Hicham El Guerrouj of Morocco holds the current world record of 3:43.13 set in 1999, the longest period it has been in possession of one man since th IAAF started keeping records. El Guerrouj ran splits of 55.6 seconds, 56.0, 56.3, and 55.2. Bannister's splits of 57.5 seconds, 60.7, 62.3, and 58.9 would be considered wildly erratic today.

The famous black and white picture of Bannister about to break the tape at Oxford University's Iffley Road cinder track on an overcast Thursday late afternoon captures a different age in the sport. Not a sponsor's logo to be seen, for a start. And hand-held stopwatches seem primitve by the standards of today's digital timing accurate to 1/100th of a second. (The stopwatch used to time Bannister's run sold at a charity auction in 2011 for the equivalent of $160,000).

Track and field was still an amateur affair, then, but not an unprofessional one. Bannister might not have undergone the dietary, physiological and psychological preparation of modern elite runners — he travelled from London to Oxford by train on the moring of the race and lunched on ham salad with friends — but he studied running like the medical scientist he was. His graduate work was on the physiology of exercise, and he would have a distinguished career as a neurologist after retiring from running.

His training regime seems deceptively amateurish by modern standards, too — daily half-hour runs in a local park. But the training regime he developed based on the ideas of his coach, the Austrian Franz Stampfl, a pioneer proponent of interval training, was a low-mileage mix of daily hard intervals that emphasized specificity and quality over quantity.

Bannister also sought to gain every technological advantage. He ran in custom made shoes that, at 4oz, were a third lighter than regular racing spikes. The day before the race he honed the spikes themselves with a grindstone in one of the laboratories of St. Mary's Hospital Medical School where he was studying. This was to minimize the amount of cinder that stuck to them to reduce weight and drag. Enough to save that critical 0.6 of a second? Could well be.

He also used pacemakers in a carefully prepared race plan, as he had done a year earlier in a successful attempt on the U.K. mile record in May and an unsuccessful one on the world record in June. The "rabbits" were two of his Oxbridge friends and running partners, Chis Brasher and Chris Chataway.
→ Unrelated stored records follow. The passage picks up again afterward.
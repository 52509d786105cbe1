//! Command line interface.

pub mod command;

use std::{path::PathBuf, time::Duration};

use chrono::NaiveDate;
use clap::{Args, Parser, Subcommand};
use indicatif::{ProgressBar, ProgressStyle};

use crate::config::Language;

#[derive(Parser)]
#[command(version, about, long_about = None)]
/// Contains the commands
pub struct Cli {
    /// Log debug events
    #[arg(short, long, global = true)]
    pub verbose: bool,

    #[command(subcommand)]
    pub command: Commands,
}

#[derive(Subcommand)]
pub enum Commands {
    /// Build the DOCX report for one region and date
    Report(ReportArgs),
    /// Precompute daily regional means into a Parquet table
    Series(SeriesArgs),
    /// Download and unpack a data bundle
    Fetch {
        /// URL of a .tar.gz bundle
        #[arg(long)]
        url: String,
        /// Directory the bundle is unpacked into
        #[arg(long, default_value = ".")]
        data_dir: PathBuf,
    },
}

/// Data locations shared by `report` and `series`.
#[derive(Args, Debug, Clone, Default)]
pub struct DataArgs {
    /// JSON configuration file
    #[arg(long)]
    pub config: Option<PathBuf>,
    /// Root of the GeoTIFF store
    #[arg(long)]
    pub rasters: Option<PathBuf>,
    /// GeoJSON with the region polygons
    #[arg(long)]
    pub regions: Option<PathBuf>,
}

#[derive(Args, Debug, Clone)]
pub struct ReportArgs {
    /// Gas identifiers, repeated or comma separated
    #[arg(long = "gas", required = true, value_delimiter = ',')]
    pub gases: Vec<String>,
    /// Report date (YYYY-MM-DD)
    #[arg(long)]
    pub date: NaiveDate,
    /// Region id or name
    #[arg(long)]
    pub region: String,
    /// Days covered by the charts
    #[arg(long, default_value_t = 30)]
    pub period_days: u32,
    /// Output document, defaults to ~/airrep-<date>-<region>.docx
    #[arg(short, long)]
    pub output: Option<PathBuf>,
    #[command(flatten)]
    pub data: DataArgs,
    /// GeoJSON with district outlines
    #[arg(long)]
    pub districts: Option<PathBuf>,
    /// Parquet table written by `series`
    #[arg(long)]
    pub series: Option<PathBuf>,
    /// JSON gas catalog
    #[arg(long)]
    pub gas_catalog: Option<PathBuf>,
    /// Copy the intermediate PNGs into this directory
    #[arg(long)]
    pub keep_images: Option<PathBuf>,
    #[arg(long, value_enum)]
    pub language: Option<Language>,
}

#[derive(Args, Debug, Clone)]
pub struct SeriesArgs {
    /// Gas identifiers, repeated or comma separated
    #[arg(long = "gas", required = true, value_delimiter = ',')]
    pub gases: Vec<String>,
    /// Region id or name
    #[arg(long)]
    pub region: String,
    #[arg(long)]
    pub start: NaiveDate,
    #[arg(long)]
    pub end: NaiveDate,
    /// Output table, defaults to ~/airrep-series-<start>-<end>.parquet
    #[arg(short, long)]
    pub output: Option<PathBuf>,
    #[command(flatten)]
    pub data: DataArgs,
}

/// Creates a spinner.
pub fn create_spinner(message: String) -> ProgressBar {
    let bar = ProgressBar::new_spinner().with_message(message);
    bar.enable_steady_tick(Duration::from_millis(100));

    bar
}

/// Creates a progress bar.
pub fn create_progress_bar(size: u64, message: String) -> ProgressBar {
    ProgressBar::new(size)
        .with_message(message)
        .with_style(bar_style("[{eta_precise}] {bar:40.cyan/blue} {pos}/{len} {msg}"))
}

/// Template style with the crate's progress characters; a bad template
/// falls back to the plain bar.
pub fn bar_style(template: &str) -> ProgressStyle {
    ProgressStyle::with_template(template)
        .unwrap_or_else(|_| ProgressStyle::default_bar())
        .progress_chars("##-")
}

// -- Tests -------------------------------------------------------------------

#[cfg(test)]
mod test {
    use super::*;

    #[test]
    fn should_parse_report_command() {
        let cli = Cli::try_parse_from([
            "airrep", "report", "--gas", "no2,co", "--gas", "SO2", "--date", "2024-01-15",
            "--region", "North", "--language", "en", "-v",
        ])
        .unwrap();

        assert!(cli.verbose);
        let Commands::Report(args) = cli.command else {
            panic!("expected report command");
        };
        assert_eq!(args.gases, vec!["no2", "co", "SO2"]);
        assert_eq!(args.date, NaiveDate::from_ymd_opt(2024, 1, 15).unwrap());
        assert_eq!(args.period_days, 30);
        assert_eq!(args.language, Some(Language::En));
        assert!(args.output.is_none());
    }

    #[test]
    fn should_require_gas_and_valid_date() {
        assert!(Cli::try_parse_from(["airrep", "report", "--date", "2024-01-15", "--region", "1"]).is_err());
        assert!(Cli::try_parse_from([
            "airrep", "report", "--gas", "CO", "--date", "15.01.2024", "--region", "1"
        ])
        .is_err());
    }

    #[test]
    fn should_parse_series_and_fetch_commands() {
        let cli = Cli::try_parse_from([
            "airrep", "series", "--gas", "CO", "--region", "1", "--start", "2024-01-01",
            "--end", "2024-01-31", "--rasters", "/srv/ads",
        ])
        .unwrap();
        let Commands::Series(args) = cli.command else {
            panic!("expected series command");
        };
        assert_eq!(args.data.rasters, Some(PathBuf::from("/srv/ads")));

        let cli = Cli::try_parse_from(["airrep", "fetch", "--url", "http://localhost/b.tar.gz"]).unwrap();
        assert!(matches!(cli.command, Commands::Fetch { ref data_dir, .. } if data_dir == &PathBuf::from(".")));
    }

    #[test]
    fn should_count_progress() {
        let bar = create_progress_bar(3, "Rendering".to_string());
        bar.inc(2);

        assert_eq!(bar.position(), 2);
        assert_eq!(bar.length(), Some(3));
    }
}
Pacemaking is commonplace in middle-distance running today when attempts to break records are made at high-profile meets, but in the 1950s the British athletics establishment regarded the practice as tantamount to race-fixing. The AAAs refused to ratify Bannister's 4:02.0 in the June 1953 race as a new U.K. record because Brasher had jogged from the start and let Bannister lap him to stay fresh to pace Bannister through his final lap and a half.

The trio were well aware that Landy was closing in on breaking the four-minute barrier, as was an American, Wes Santee. The Oxford meet in May 1954 was their next opportunity to get there first, but the decision to go for it was taken only at the last minute, after blustery crosswinds dropped. The stiffness of the flag atop the tower of St. Stephen's church was their guide. But the wind was still gusting sufficiently for Bannister to be nearly struck when taking his track suit off before the start of the race by a pole that blew over.

As someone who had the honor of running on those same Iffley Road cinders some years later (and somewhat slower), I can attest the winds at Iffley Road can be wicked. They seem to come straight off the Russian steppes, pick up speed across the heathlands of northern Europe and whistle straight down the back straight. And forget the windbreak of trees tight on the first curve that you might have seen in the 2005 movie of the race. That was filmed in Toronto.

A synthetic surface replaced the cinders in 1989 at the Iffley Road track, which now fittingly bears Bannister's name. In 1948, when student president of the university's athletic club, Bannister had set in motion the replacement of the university's old bumpy three-laps-to-a-mile grass track with a six-lane 440-yard cinder track that opened in 1950 — and which four years later he would make an indelible part of sporting history.